Looking at the result of that retrieval we see that it retrieved the chunk 1-1:
28.421 DECLARATIVE RETRIEVED-CHUNK 1-1
28.421 DECLARATIVE SET-BUFFER-CHUNK RETRIEVAL 1-1
which looks like this:
goal and imaginal buffer occur before the declarative
1-1
RESULT ZERO
ARG1 ONE
ARG2 ONE
OPERATOR SUBTRACT
That seems unusual given that we have sources of one, two, and add and there’s another chunk which looks like this that seems like it should be getting more spreading activation:
1+2
RESULT THREE
ARG1 ONE
ARG2 TWO
OPERATOR ADD
We will look at the activation trace for those two items to see what causes the difference, and here are the relevant traces:
Computing activation for chunk 1-1
Computing base-level
Starting with blc: 0.0
Computing base-level from 1 references (0.000)
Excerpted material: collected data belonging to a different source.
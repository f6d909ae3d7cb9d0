#![forbid(unsafe_code)]

//! Document model shared by the `mdpad` desktop editor and its CLI.
//!
//! Nothing in here knows about widgets: the GUI feeds keystrokes in through
//! [`events::broadcast`] and answers prompts through the [`dialogs::Dialogs`] trait.

pub mod close;
pub mod config;
pub mod dialogs;
pub mod disk_io;
pub mod error;
pub mod events;
pub mod markdown;
pub mod session;

pub use close::{CloseChoice, CloseState, SaveFailurePolicy};
pub use dialogs::Dialogs;
pub use error::{ConfigError, ReadError, WriteError};
pub use events::{LivePreview, TextObserver};
pub use session::{DocumentSession, SaveOutcome};

/// Hard cap on file sizes we will load into memory.
pub const MAX_FILE_BYTES: u64 = 64 * 1024 * 1024;
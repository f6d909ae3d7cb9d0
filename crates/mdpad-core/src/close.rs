use serde::Deserialize;

/// Where the close-confirmation flow currently stands.
///
/// `Saving`, `Discarding` and `Cancelled` are only passed through while a choice is resolved;
/// a session at rest is always `Idle`, `Confirming` or `Closed`.
#[derive(Clone, Copy, Debug, Default, PartialEq, Eq)]
pub enum CloseState {
    #[default]
    Idle,
    Confirming,
    Saving,
    Discarding,
    Cancelled,
    Closed,
}

impl CloseState {
    /// Teardown (or replacing the document) is only allowed once the flow is here.
    pub const fn is_closed(self) -> bool {
        matches!(self, Self::Closed)
    }
}

/// The three answers to "You have unsaved changes".
#[derive(Clone, Copy, Debug, PartialEq, Eq)]
pub enum CloseChoice {
    Save,
    Discard,
    Cancel,
}

impl CloseChoice {
    pub const ALL: [Self; 3] = [Self::Save, Self::Discard, Self::Cancel];

    pub const fn label(self) -> &'static str {
        match self {
            Self::Save => "Save",
            Self::Discard => "Discard",
            Self::Cancel => "Cancel",
        }
    }
}

/// What a close does when the user picked Save and the write failed.
#[derive(Clone, Copy, Debug, Default, PartialEq, Eq, Deserialize)]
#[serde(rename_all = "kebab-case")]
pub enum SaveFailurePolicy {
    /// Keep the program running with the edits intact.
    #[default]
    Abort,
    /// Log the failure and close anyway.
    Close,
}
//! The "text changed" event.
//!
//! The editing surface broadcasts each new buffer to every observer. Dirty tracking (the
//! session) and re-rendering ([`LivePreview`]) are separate observers and never call each other.

use crate::markdown::{CommonMark, Render};

pub trait TextObserver {
    fn text_changed(&mut self, text: &str);
}

/// Deliver one change to every observer, in order.
pub fn broadcast(text: &str, observers: &mut [&mut dyn TextObserver]) {
    for observer in observers.iter_mut() {
        observer.text_changed(text);
    }
}

/// Keeps the HTML projection of the buffer current.
#[derive(Debug, Default)]
pub struct LivePreview<R = CommonMark> {
    renderer: R,
    html: String,
}

impl<R: Render> LivePreview<R> {
    pub fn new(renderer: R) -> Self {
        Self {
            renderer,
            html: String::new(),
        }
    }

    pub fn html(&self) -> &str {
        &self.html
    }

    /// Re-render without going through an event, e.g. after loading a file.
    pub fn refresh(&mut self, text: &str) {
        self.html = self.renderer.render(text);
    }
}

impl<R: Render> TextObserver for LivePreview<R> {
    fn text_changed(&mut self, text: &str) {
        self.refresh(text);
    }
}
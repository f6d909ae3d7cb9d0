#![forbid(unsafe_code)]

use std::path::PathBuf;

use mdpad_core::{CloseChoice, Dialogs};
use rfd::{FileDialog, MessageButtons, MessageDialog, MessageDialogResult, MessageLevel};

/// Native blocking dialogs, via `rfd`.
pub(crate) struct NativeDialogs {
    extensions: Vec<String>,
}

impl NativeDialogs {
    pub(crate) const fn new(extensions: Vec<String>) -> Self {
        Self { extensions }
    }

    fn file_dialog(&self, title: &str) -> FileDialog {
        let mut dialog = FileDialog::new().set_title(title);
        if !self.extensions.is_empty() {
            dialog = dialog.add_filter("Markdown", self.extensions.as_slice());
        }
        dialog.add_filter("All files", &["*"])
    }
}

impl Dialogs for NativeDialogs {
    fn pick_open_path(&mut self) -> Option<PathBuf> {
        self.file_dialog("Open File").pick_file()
    }

    fn pick_save_path(&mut self) -> Option<PathBuf> {
        self.file_dialog("Save File").save_file()
    }

    fn confirm_close(&mut self, title: &str) -> CloseChoice {
        let [save, discard, cancel] = CloseChoice::ALL.map(CloseChoice::label);
        let result = MessageDialog::new()
            .set_level(MessageLevel::Warning)
            .set_title("Unsaved Changes")
            .set_description(format!(
                "\"{title}\" has unsaved changes. Do you want to save them first?"
            ))
            .set_buttons(MessageButtons::YesNoCancelCustom(
                save.to_owned(),
                discard.to_owned(),
                cancel.to_owned(),
            ))
            .show();
        choice_from_result(&result)
    }

    fn notify_error(&mut self, message: &str) {
        MessageDialog::new()
            .set_level(MessageLevel::Error)
            .set_title("mdpad")
            .set_description(message)
            .set_buttons(MessageButtons::Ok)
            .show();
    }
}

/// Backends report custom buttons either by label or as the yes/no slot they replaced.
fn choice_from_result(result: &MessageDialogResult) -> CloseChoice {
    match result {
        MessageDialogResult::Yes => CloseChoice::Save,
        MessageDialogResult::No => CloseChoice::Discard,
        MessageDialogResult::Custom(label) => CloseChoice::ALL
            .into_iter()
            .find(|choice| choice.label() == label)
            .unwrap_or(CloseChoice::Cancel),
        _ => CloseChoice::Cancel,
    }
}
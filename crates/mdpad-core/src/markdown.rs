use std::fmt::Write as _;

use pulldown_cmark::{Event, Options, Parser, Tag, TagEnd, html};

fn options() -> Options {
    let mut options = Options::empty();
    options.insert(Options::ENABLE_STRIKETHROUGH);
    options.insert(Options::ENABLE_TABLES);
    options.insert(Options::ENABLE_TASKLISTS);
    options.insert(Options::ENABLE_FOOTNOTES);
    options
}

/// Create a `pulldown-cmark` parser with our default options enabled.
pub fn parser(source: &str) -> Parser<'_> {
    Parser::new_ext(source, options())
}

/// Convert markdown source to an HTML fragment.
pub fn render(source: &str) -> String {
    let mut out = String::with_capacity(source.len() + source.len() / 2);
    html::push_html(&mut out, parser(source));
    out
}

/// Anything that can turn markdown into HTML for the preview surface.
pub trait Render {
    fn render(&self, source: &str) -> String;
}

/// The default renderer, backed by [`render`].
#[derive(Clone, Copy, Debug, Default)]
pub struct CommonMark;

impl Render for CommonMark {
    fn render(&self, source: &str) -> String {
        render(source)
    }
}

impl<F> Render for F
where
    F: Fn(&str) -> String,
{
    fn render(&self, source: &str) -> String {
        self(source)
    }
}

/// Render markdown to a simple plain-text representation.
///
/// Used by the CLI `preview` command.
pub fn plain_text(source: &str) -> String {
    let mut out = String::new();
    let mut last_was_newline = true;
    // Next ordinal for each open list; `None` for bullet lists.
    let mut lists: Vec<Option<u64>> = Vec::new();

    let push_newline = |out: &mut String, last_was_newline: &mut bool| {
        if !*last_was_newline {
            out.push('\n');
            *last_was_newline = true;
        }
    };

    for event in parser(source) {
        match event {
            Event::Text(text) | Event::Code(text) => {
                out.push_str(text.as_ref());
                last_was_newline = false;
            }
            Event::SoftBreak | Event::HardBreak => push_newline(&mut out, &mut last_was_newline),
            Event::Rule => {
                push_newline(&mut out, &mut last_was_newline);
                out.push_str("---");
                last_was_newline = false;
                push_newline(&mut out, &mut last_was_newline);
            }
            Event::Start(Tag::List(start)) => {
                push_newline(&mut out, &mut last_was_newline);
                lists.push(start);
            }
            Event::Start(Tag::Item) => {
                push_newline(&mut out, &mut last_was_newline);
                out.push_str(&"  ".repeat(lists.len().saturating_sub(1)));
                match lists.last_mut() {
                    Some(Some(next)) => {
                        let _ = write!(out, "{next}. ");
                        *next += 1;
                    }
                    _ => out.push_str("- "),
                }
                last_was_newline = false;
            }
            Event::End(TagEnd::List(_)) => {
                lists.pop();
                push_newline(&mut out, &mut last_was_newline);
            }
            Event::TaskListMarker(checked) => {
                out.push_str(if checked { "[x] " } else { "[ ] " });
                last_was_newline = false;
            }
            Event::End(end) => match end {
                TagEnd::Paragraph
                | TagEnd::Heading { .. }
                | TagEnd::BlockQuote(_)
                | TagEnd::CodeBlock
                | TagEnd::Item
                | TagEnd::Table
                | TagEnd::TableHead
                | TagEnd::TableRow => push_newline(&mut out, &mut last_was_newline),
                TagEnd::TableCell => {
                    if !last_was_newline {
                        out.push('\t');
                    }
                }
                _ => {}
            },
            _ => {}
        }
    }

    out
}
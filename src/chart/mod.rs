//! Line chart configuration and the builder that renders it.

pub mod builder;
pub mod config;
pub mod options;
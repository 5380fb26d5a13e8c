use std::collections::BTreeMap;
use std::path::Path;
use std::sync::Arc;

use anyhow::{bail, Context, Result};
use arrow::array::{
    Array, AsArray, Float32Array, Float64Array, Int32Array, Int64Array, StringArray,
};
use arrow::datatypes::DataType;
use log::info;
use parquet::arrow::arrow_reader::ParquetRecordBatchReaderBuilder;

use super::model::{parse_year, Dataset, RawDataset};

// ---------------------------------------------------------------------------
// Public entry-point
// ---------------------------------------------------------------------------

/// Load datasets from a file.  Dispatch by extension.
///
/// Supported formats:
/// * `.json`    – `[["label", {"2020": 5, ...}], ...]` or `[{ "label": ..., "series": {...} }, ...]`
/// * `.csv`     – long format, header `label,year,value`
/// * `.parquet` – long format columns `label`, `year`, `value`
pub fn load_file(path: &Path) -> Result<Vec<Dataset>> {
    let ext = path
        .extension()
        .and_then(|e| e.to_str())
        .unwrap_or("")
        .to_ascii_lowercase();

    let datasets = match ext.as_str() {
        "parquet" | "pq" => load_parquet(path),
        "json" => load_json(path),
        "csv" => load_csv(path),
        other => bail!("Unsupported file extension: .{other}"),
    }?;
    info!("Loaded {} datasets from {}", datasets.len(), path.display());
    Ok(datasets)
}

// ---------------------------------------------------------------------------
// JSON loader
// ---------------------------------------------------------------------------

fn load_json(path: &Path) -> Result<Vec<Dataset>> {
    let text = std::fs::read_to_string(path).context("reading JSON file")?;
    parse_json(&text)
}

/// Parse the JSON shape page templates hand to the chart.
pub fn parse_json(text: &str) -> Result<Vec<Dataset>> {
    let raw: Vec<RawDataset> = serde_json::from_str(text).context("parsing JSON datasets")?;
    raw.into_iter()
        .enumerate()
        .map(|(i, r)| Dataset::try_from(r).with_context(|| format!("dataset {i}")))
        .collect()
}

// ---------------------------------------------------------------------------
// Long-format accumulation (CSV and Parquet)
// ---------------------------------------------------------------------------

/// Groups `(label, year, value)` rows into datasets, ordered by first
/// appearance of each label.
#[derive(Default)]
struct LongFormat {
    order: Vec<String>,
    series: BTreeMap<String, BTreeMap<i32, f64>>,
}

impl LongFormat {
    /// `at` names the source location in error messages.
    fn push(&mut self, label: &str, year: i32, value: f64, at: &str) -> Result<()> {
        if !self.series.contains_key(label) {
            self.order.push(label.to_string());
        }
        let entry = self.series.entry(label.to_string()).or_default();
        if entry.insert(year, value).is_some() {
            bail!("{at}: duplicate year {year} for '{label}'");
        }
        Ok(())
    }

    fn finish(mut self) -> Result<Vec<Dataset>> {
        self.order
            .iter()
            .map(|label| {
                let points = self.series.remove(label).unwrap_or_default();
                Dataset::new(label.clone(), points).map_err(anyhow::Error::from)
            })
            .collect()
    }
}

// ---------------------------------------------------------------------------
// CSV loader
// ---------------------------------------------------------------------------

/// CSV layout: header row containing `label`, `year` and `value` (any order,
/// extra columns ignored). One row per observation.
fn load_csv(path: &Path) -> Result<Vec<Dataset>> {
    let reader = csv::Reader::from_path(path).context("opening CSV")?;
    read_csv(reader)
}

fn read_csv<R: std::io::Read>(mut reader: csv::Reader<R>) -> Result<Vec<Dataset>> {
    let headers: Vec<String> = reader
        .headers()
        .context("reading CSV headers")?
        .iter()
        .map(|h| h.trim().to_string())
        .collect();

    let column = |name: &str| {
        headers
            .iter()
            .position(|h| h == name)
            .with_context(|| format!("CSV missing '{name}' column"))
    };
    let label_idx = column("label")?;
    let year_idx = column("year")?;
    let value_idx = column("value")?;

    let mut long = LongFormat::default();

    for (row_no, result) in reader.records().enumerate() {
        // Line 1 is the header.
        let fallback_line = row_no as u64 + 2;
        let record = result.with_context(|| format!("CSV line {fallback_line}"))?;
        let line = record.position().map_or(fallback_line, |p| p.line());
        let at = format!("CSV line {line}");

        let label = record.get(label_idx).unwrap_or("");
        let year_text = record.get(year_idx).unwrap_or("");
        let year = parse_year(year_text)
            .with_context(|| format!("{at}: year '{year_text}' is not an integer"))?;
        let value_text = record.get(value_idx).unwrap_or("").trim();
        let value = value_text
            .parse::<f64>()
            .with_context(|| format!("{at}: value '{value_text}' is not a number"))?;

        long.push(label, year, value, &at)?;
    }

    long.finish()
}

// ---------------------------------------------------------------------------
// Parquet loader
// ---------------------------------------------------------------------------

/// Load a Parquet file in long format.
///
/// Expected schema:
/// - `label`: Utf8 / LargeUtf8
/// - `year`: Int32 or Int64
/// - `value`: Float64, Float32, Int64 or Int32
fn load_parquet(path: &Path) -> Result<Vec<Dataset>> {
    let file = std::fs::File::open(path).context("opening parquet file")?;
    let builder =
        ParquetRecordBatchReaderBuilder::try_new(file).context("reading parquet metadata")?;
    let reader = builder.build().context("building parquet reader")?;

    let mut long = LongFormat::default();
    let mut offset = 0;

    for batch_result in reader {
        let batch = batch_result.context("reading parquet record batch")?;
        let schema = batch.schema();

        let column = |name: &str| {
            schema
                .index_of(name)
                .map(|i| batch.column(i))
                .map_err(|_| anyhow::anyhow!("Parquet file missing '{name}' column"))
        };
        let label_col = column("label")?;
        let year_col = column("year")?;
        let value_col = column("value")?;

        for row in 0..batch.num_rows() {
            let abs = offset + row;
            let label = extract_label(label_col, row)
                .with_context(|| format!("Row {abs}: failed to read 'label'"))?;
            let year = extract_year(year_col, row)
                .with_context(|| format!("Row {abs}: failed to read 'year'"))?;
            let value = extract_value(value_col, row)
                .with_context(|| format!("Row {abs}: failed to read 'value'"))?;
            long.push(&label, year, value, &format!("Row {abs}"))?;
        }
        offset += batch.num_rows();
    }

    long.finish()
}

// -- Parquet / Arrow helpers --

fn extract_label(col: &Arc<dyn Array>, row: usize) -> Result<String> {
    if col.is_null(row) {
        bail!("null label");
    }
    match col.data_type() {
        DataType::Utf8 => {
            let arr = col
                .as_any()
                .downcast_ref::<StringArray>()
                .context("expected StringArray")?;
            Ok(arr.value(row).to_string())
        }
        DataType::LargeUtf8 => Ok(col.as_string::<i64>().value(row).to_string()),
        other => bail!("Expected Utf8 label column, got {other:?}"),
    }
}

fn extract_year(col: &Arc<dyn Array>, row: usize) -> Result<i32> {
    if col.is_null(row) {
        bail!("null year");
    }
    match col.data_type() {
        DataType::Int32 => {
            let arr = col
                .as_any()
                .downcast_ref::<Int32Array>()
                .context("expected Int32Array")?;
            Ok(arr.value(row))
        }
        DataType::Int64 => {
            let arr = col
                .as_any()
                .downcast_ref::<Int64Array>()
                .context("expected Int64Array")?;
            i32::try_from(arr.value(row)).context("year does not fit in 32 bits")
        }
        other => bail!("Expected Int32 or Int64 year column, got {other:?}"),
    }
}

fn extract_value(col: &Arc<dyn Array>, row: usize) -> Result<f64> {
    if col.is_null(row) {
        bail!("null value");
    }
    let any = col.as_any();
    if let Some(arr) = any.downcast_ref::<Float64Array>() {
        Ok(arr.value(row))
    } else if let Some(arr) = any.downcast_ref::<Float32Array>() {
        Ok(arr.value(row) as f64)
    } else if let Some(arr) = any.downcast_ref::<Int64Array>() {
        Ok(arr.value(row) as f64)
    } else if let Some(arr) = any.downcast_ref::<Int32Array>() {
        Ok(arr.value(row) as f64)
    } else {
        bail!("Expected a numeric value column, got {:?}", col.data_type())
    }
}

#[cfg(test)]
mod tests {
    use super::*;
    use std::io::Write;

    #[test]
    fn json_pairs_load_in_order() {
        let ds = parse_json(r#"[["B", {"2001": 1}], ["A", {"1999": 2, "2003": 3}]]"#).unwrap();
        assert_eq!(ds.len(), 2);
        assert_eq!(ds[0].label, "B");
        assert_eq!(ds[1].series.len(), 2);
    }

    #[test]
    fn json_rejects_bad_year_keys() {
        let err = parse_json(r#"[["A", {"year": 1}]]"#).unwrap_err();
        assert!(format!("{err:#}").contains("not an integer"));
    }

    #[test]
    fn csv_groups_by_label() {
        let text = "label,year,value\nA,2001,1\nB,2002,2.5\nA,2003,3\n";
        let ds = read_csv(csv::Reader::from_reader(text.as_bytes())).unwrap();
        assert_eq!(ds.len(), 2);
        assert_eq!(ds[0].label, "A");
        assert_eq!(ds[0].series.keys().copied().collect::<Vec<_>>(), vec![2001, 2003]);
        assert_eq!(ds[1].series[&2002], 2.5);
    }

    #[test]
    fn csv_duplicate_year_is_an_error() {
        let text = "label,year,value\nA,2001,1\nA,2001,2\n";
        assert!(read_csv(csv::Reader::from_reader(text.as_bytes())).is_err());
    }

    #[test]
    fn csv_errors_name_the_file_line() {
        let text = "label,year,value\nA,2001,x\n";
        let err = read_csv(csv::Reader::from_reader(text.as_bytes())).unwrap_err();
        assert!(err.to_string().starts_with("CSV line 2:"), "{err}");

        let text = "label,year,value\nA,2001,1\nB,2002,2\nA,2001,3\n";
        let err = read_csv(csv::Reader::from_reader(text.as_bytes())).unwrap_err();
        assert!(err.to_string().starts_with("CSV line 4:"), "{err}");
    }

    #[test]
    fn csv_missing_column_is_an_error() {
        let text = "label,year\nA,2001\n";
        let err = read_csv(csv::Reader::from_reader(text.as_bytes())).unwrap_err();
        assert!(err.to_string().contains("value"));
    }

    #[test]
    fn load_file_dispatches_on_extension() {
        let dir = tempfile::tempdir().unwrap();
        let path = dir.path().join("data.json");
        let mut f = std::fs::File::create(&path).unwrap();
        write!(f, r#"[["A", {{"2020": 5}}]]"#).unwrap();
        drop(f);
        let ds = load_file(&path).unwrap();
        assert_eq!(ds[0].series[&2020], 5.0);

        let bad = dir.path().join("data.xlsx");
        std::fs::write(&bad, b"").unwrap();
        assert!(load_file(&bad).is_err());
    }
}
use eframe::egui::{self, Color32, RichText, ScrollArea, Ui};
use egui_extras::{Column, TableBuilder};
use yearline::chart::builder::X_AXIS_LABEL;

use super::to_color32;
use crate::state::AppState;

// ---------------------------------------------------------------------------
// Left side panel – options and dataset toggles
// ---------------------------------------------------------------------------

/// Render the left panel.
pub fn side_panel(ui: &mut Ui, state: &mut AppState) {
    ui.heading("Options");
    ui.separator();
    options_editor(ui, state);

    ui.add_space(8.0);
    ui.heading("Datasets");
    ui.separator();

    if state.datasets.is_empty() {
        ui.label("No datasets loaded.");
        return;
    }

    ui.horizontal(|ui: &mut Ui| {
        if ui.small_button("All").clicked() {
            state.show_all();
        }
        if ui.small_button("None").clicked() {
            state.hide_all();
        }
        ui.checkbox(&mut state.show_table, "Table");
    });

    let entries = state
        .chart
        .as_ref()
        .map(|spec| spec.legend_entries())
        .unwrap_or_default();

    ScrollArea::vertical()
        .auto_shrink([false, false])
        .show(ui, |ui: &mut Ui| {
            for (idx, (label, color)) in entries.iter().enumerate() {
                let years = state.datasets.get(idx).map(|d| d.series.len()).unwrap_or(0);
                let text = RichText::new(format!("{label}  ({years})")).color(to_color32(*color));
                let mut checked = state.is_visible(idx);
                if ui.checkbox(&mut checked, text).changed() {
                    state.toggle_visibility(idx);
                }
            }
        });
}

fn options_editor(ui: &mut Ui, state: &mut AppState) {
    let mut options = state.options.clone();

    ui.add(egui::Slider::new(&mut options.height, 20..=800).text("Height (px)"));

    ui.horizontal(|ui: &mut Ui| {
        ui.label("Y label");
        ui.text_edit_singleline(&mut options.y_label);
    });

    let mut title = options.title.clone().unwrap_or_default();
    ui.horizontal(|ui: &mut Ui| {
        ui.label("Title");
        if ui.text_edit_singleline(&mut title).changed() {
            options.title = (!title.is_empty()).then(|| title.clone());
        }
    });

    ui.checkbox(&mut options.index_page, "Index page");
    ui.checkbox(&mut options.search_page, "Search page (no legend)");

    state.set_options(options);
}

// ---------------------------------------------------------------------------
// Bottom panel – dense series table
// ---------------------------------------------------------------------------

/// One row per axis year, one column per visible dataset.
pub fn series_table(ui: &mut Ui, state: &AppState) {
    let Some(spec) = &state.chart else {
        return;
    };
    let visible: Vec<usize> = (0..spec.series.len())
        .filter(|i| state.is_visible(*i))
        .collect();

    TableBuilder::new(ui)
        .striped(true)
        .column(Column::auto().at_least(60.0))
        .columns(Column::auto().at_least(80.0), visible.len())
        .header(20.0, |mut header| {
            header.col(|ui| {
                ui.strong(X_AXIS_LABEL);
            });
            for &i in &visible {
                header.col(|ui| {
                    ui.strong(RichText::new(&spec.series[i].label).color(to_color32(spec.colors[i])));
                });
            }
        })
        .body(|mut body| {
            for (row_idx, year) in spec.config.data.labels.iter().enumerate() {
                body.row(18.0, |mut row| {
                    row.col(|ui| {
                        ui.label(year.to_string());
                    });
                    for &i in &visible {
                        let value = spec.series[i].points.get(row_idx).map(|p| p.1);
                        row.col(|ui| {
                            ui.label(value.map(|v| v.to_string()).unwrap_or_default());
                        });
                    }
                });
            }
        });
}

// ---------------------------------------------------------------------------
// Top bar
// ---------------------------------------------------------------------------

/// Render the top menu / toolbar.
pub fn top_bar(ui: &mut Ui, state: &mut AppState) {
    egui::menu::bar(ui, |ui: &mut Ui| {
        ui.menu_button("File", |ui: &mut Ui| {
            if ui.button("Open…").clicked() {
                open_file_dialog(state);
                ui.close_menu();
            }
            let can_export = state.chart.is_some();
            if ui
                .add_enabled(can_export, egui::Button::new("Export config…"))
                .clicked()
            {
                export_dialog(state);
                ui.close_menu();
            }
        });

        ui.separator();

        if let Some(spec) = &state.chart {
            ui.label(format!(
                "{} datasets, {} visible, {}",
                state.datasets.len(),
                state.visible_count(),
                spec.range
            ));
        }

        if let Some(msg) = &state.status_message {
            ui.separator();
            ui.label(RichText::new(msg).color(Color32::RED));
        }
    });
}

// ---------------------------------------------------------------------------
// File dialogs
// ---------------------------------------------------------------------------

pub fn open_file_dialog(state: &mut AppState) {
    let file = rfd::FileDialog::new()
        .set_title("Open datasets")
        .add_filter("Supported files", &["json", "csv", "parquet", "pq"])
        .add_filter("JSON", &["json"])
        .add_filter("CSV", &["csv"])
        .add_filter("Parquet", &["parquet", "pq"])
        .pick_file();

    if let Some(path) = file {
        match yearline::data::loader::load_file(&path) {
            Ok(datasets) => state.set_datasets(datasets, Some(path)),
            Err(e) => {
                log::error!("Failed to load file: {e:#}");
                state.status_message = Some(format!("Error: {e:#}"));
            }
        }
    }
}

pub fn export_dialog(state: &mut AppState) {
    let Some(spec) = &state.chart else {
        return;
    };
    let file = rfd::FileDialog::new()
        .set_title("Export chart configuration")
        .set_file_name("chart.json")
        .add_filter("JSON", &["json"])
        .save_file();

    let Some(path) = file else {
        return;
    };
    let result = spec
        .config
        .to_json_pretty()
        .map_err(anyhow::Error::from)
        .and_then(|json| std::fs::write(&path, json).map_err(anyhow::Error::from));
    match result {
        Ok(()) => log::info!("Exported chart configuration to {}", path.display()),
        Err(e) => {
            log::error!("Failed to export: {e:#}");
            state.status_message = Some(format!("Error: {e:#}"));
        }
    }
}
creation time: 0.000 decay: 0.5 Optimized-learning: T
base-level value: -0.95763344
Total base-level: -0.95763344
Computing activation spreading from buffers
Spreading 1.0 from buffer IMAGINAL chunk CHUNK1-0
sources of activation are: (ADD ONE TWO)
Spreading activation 0.0 from source ADD level 0.33333334 times Sji 0.0
Spreading activation 0.13018736 from source ONE level 0.33333334 times Sji 0.39056206
Spreading activation 0.0 from source TWO level 0.33333334 times Sji 0.0
Total spreading activation: 0.13018736
Computing partial matching component
comparing slot ARG1
Requested: – NIL Chunk’s slot value: ONE
similarity: -1.0
negation test with similarity not ms has no effect
effective similarity value is 0.0
comparing slot ARG2
Requested: – NIL Chunk’s slot value: ONE
similarity: -1.0
negation test with similarity not ms has no effect
effective similarity value is 0.0
comparing slot RESULT
Requested: – NIL Chunk’s slot value: ZERO
similarity: -1.0
negation test with similarity not ms has no effect
effective similarity value is 0.0
Total similarity score 0.0
Adding transient noise 0.36828277
Adding permanent noise 0.0
Chunk 1-1 has an activation of: -0.45916334
…
Computing activation for chunk 1+2
Computing base-level
Starting with blc: 0.0
Computing base-level from 1 references (0.000)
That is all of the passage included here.